Beginning with the first line, transcribe the entries below exactly through the line containing "at least 2.", inclusive.

[[ Recorded data, beginning ]]

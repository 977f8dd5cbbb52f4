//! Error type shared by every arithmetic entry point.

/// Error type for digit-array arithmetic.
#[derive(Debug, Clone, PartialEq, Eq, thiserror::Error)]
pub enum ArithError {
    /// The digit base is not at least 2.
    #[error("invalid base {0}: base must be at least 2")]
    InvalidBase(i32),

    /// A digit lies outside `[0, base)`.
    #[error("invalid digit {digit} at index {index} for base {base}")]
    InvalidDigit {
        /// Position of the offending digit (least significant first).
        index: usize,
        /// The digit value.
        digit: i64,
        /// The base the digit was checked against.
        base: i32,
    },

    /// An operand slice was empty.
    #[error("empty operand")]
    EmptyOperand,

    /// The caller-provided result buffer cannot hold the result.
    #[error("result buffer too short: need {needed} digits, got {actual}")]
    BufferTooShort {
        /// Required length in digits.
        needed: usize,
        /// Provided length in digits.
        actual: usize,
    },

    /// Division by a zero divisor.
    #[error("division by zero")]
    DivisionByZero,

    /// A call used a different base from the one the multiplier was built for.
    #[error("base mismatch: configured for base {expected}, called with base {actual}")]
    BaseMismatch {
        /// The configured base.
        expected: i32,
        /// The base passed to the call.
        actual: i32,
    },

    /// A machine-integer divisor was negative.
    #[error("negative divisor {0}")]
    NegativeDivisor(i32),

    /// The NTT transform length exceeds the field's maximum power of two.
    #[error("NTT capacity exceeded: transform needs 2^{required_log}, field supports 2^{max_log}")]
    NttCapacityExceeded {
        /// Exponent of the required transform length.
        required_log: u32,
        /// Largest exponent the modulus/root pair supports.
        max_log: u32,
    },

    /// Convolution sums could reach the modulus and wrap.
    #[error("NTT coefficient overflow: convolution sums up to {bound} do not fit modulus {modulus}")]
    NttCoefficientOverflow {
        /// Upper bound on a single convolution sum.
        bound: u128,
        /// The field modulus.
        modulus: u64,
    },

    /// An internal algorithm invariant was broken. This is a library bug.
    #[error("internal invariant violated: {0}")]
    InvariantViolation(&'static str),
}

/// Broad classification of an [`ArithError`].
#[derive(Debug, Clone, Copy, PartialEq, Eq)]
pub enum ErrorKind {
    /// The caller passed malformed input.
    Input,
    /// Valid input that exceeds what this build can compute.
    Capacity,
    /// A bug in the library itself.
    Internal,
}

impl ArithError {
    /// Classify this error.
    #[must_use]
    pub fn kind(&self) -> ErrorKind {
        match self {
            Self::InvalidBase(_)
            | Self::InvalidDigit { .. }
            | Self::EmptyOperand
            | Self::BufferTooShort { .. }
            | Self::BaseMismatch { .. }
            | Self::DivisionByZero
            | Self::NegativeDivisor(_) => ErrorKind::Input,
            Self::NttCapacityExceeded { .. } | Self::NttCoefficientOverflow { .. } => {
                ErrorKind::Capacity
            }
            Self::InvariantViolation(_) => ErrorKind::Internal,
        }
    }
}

[[ Recorded data, end ]]

Response to the task |
repository 977f8dd5cbbb52f4
//! Error type shared by every arithmetic entry point.

/// Error type for digit-array arithmetic.
#[derive(Debug, Clone, PartialEq, Eq, thiserror::Error)]
pub enum ArithError {
    /// The digit base is not at least 2.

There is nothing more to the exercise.